Lidocaine patch for therapy of neuropathic and non-neuropathic pain. A clinical case series of 87 patients

Background. Topical lidocaine patches (LP) reduce pain in postherpetic neuralgia and other forms of focal neuropathy. The aim of this study was to determine clinical predictors of therapeutic success. Material and methods. The medical histories of 87 patients with neuropathic (NS) and non-neuropathic pain (NNS) who had received LP as an add-on to their established pain medication were retrospectively analyzed. The variables assessed were gender, age, analgesic co-medication, pain localization, adverse effects and presence of dynamic allodynia. The impact of these variables on the clinical pain-relieving effect (scored on a 5-point scale) was investigated. Results. A total of 24 out of 28 patients with manifest allodynia scored the therapy with LP as beneficial, patients without allodynia (n=59, 67.8%) profited significantly less frequently with only 39% (p<0.001).

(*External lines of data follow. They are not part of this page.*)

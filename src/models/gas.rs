//! Gas law calculators.
//!
//! All three laws work in absolute temperature. Temperatures entered in °C
//! or °F are converted to kelvin and must lie above absolute zero.

pub mod combined_gas_law;
pub mod gay_lussacs_law;
pub mod ideal_gas_law;
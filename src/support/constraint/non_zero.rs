use std::cmp::Ordering;

use num_traits::Zero;

use super::{Constrained, Constraint, ConstraintError};

/// Marker type enforcing that a value is non-zero.
///
/// Signed inputs such as electric charges, voltages and currents may be
/// negative but must not vanish when they appear in a denominator.
///
/// # Examples
///
/// ```
/// use physcalc::support::constraint::{Constrained, NonZero};
///
/// let q = Constrained::<_, NonZero>::new(-2e-6).unwrap();
/// assert_eq!(q.into_inner(), -2e-6);
///
/// assert!(NonZero::new(0.0).is_err());
/// assert!(NonZero::new(f64::NAN).is_err());
/// ```
#[derive(Debug, Clone, Copy, PartialEq, Eq)]
pub struct NonZero;

impl NonZero {
    /// Constructs a [`Constrained<T, NonZero>`] if the value is not zero.
    ///
    /// # Errors
    ///
    /// Returns an error if the value is zero or not a number (`NaN`).
    pub fn new<T: PartialOrd + Zero>(value: T) -> Result<Constrained<T, NonZero>, ConstraintError> {
        Constrained::<T, NonZero>::new(value)
    }
}

impl<T: PartialOrd + Zero> Constraint<T> for NonZero {
    fn check(value: &T) -> Result<(), ConstraintError> {
        match value.partial_cmp(&T::zero()) {
            Some(Ordering::Greater | Ordering::Less) => Ok(()),
            Some(Ordering::Equal) => Err(ConstraintError::Zero),
            None => Err(ConstraintError::NotANumber),
        }
    }
}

The probability of profiting from LP therapy in the presence of allodynia was found to be about tenfold higher compared to patients without allodynia (odds ratio 9.14). Of the 87 patients investigated 48 were female (55.2%). Allodynia was considerably more frequent in women (39.6%) compared to men (23.1%) but this was insignificant. Of the female patients 62.5% responded to LP treatment, compared to only 43.6% of men. In more than 60% of cases rated as very good pain relief allodynia was manifest and in non-responders only in less than 10%. The variables age, pain localization and analgesic co-medication were not related with the success of therapy. Discussion. Patients with manifest allodynia profited significantly more frequently from LP therapy and were less frequently non-responders. Female patients showed therapeutic success more often together with a higher rate of allodynia. Conclusions. In the presence of allodynia, in especially of neuropathic origin, LP seems to be an effective and save option for add-on therapy, this being independent from pain localization and age. Gender specific effects however need more systematic investigation.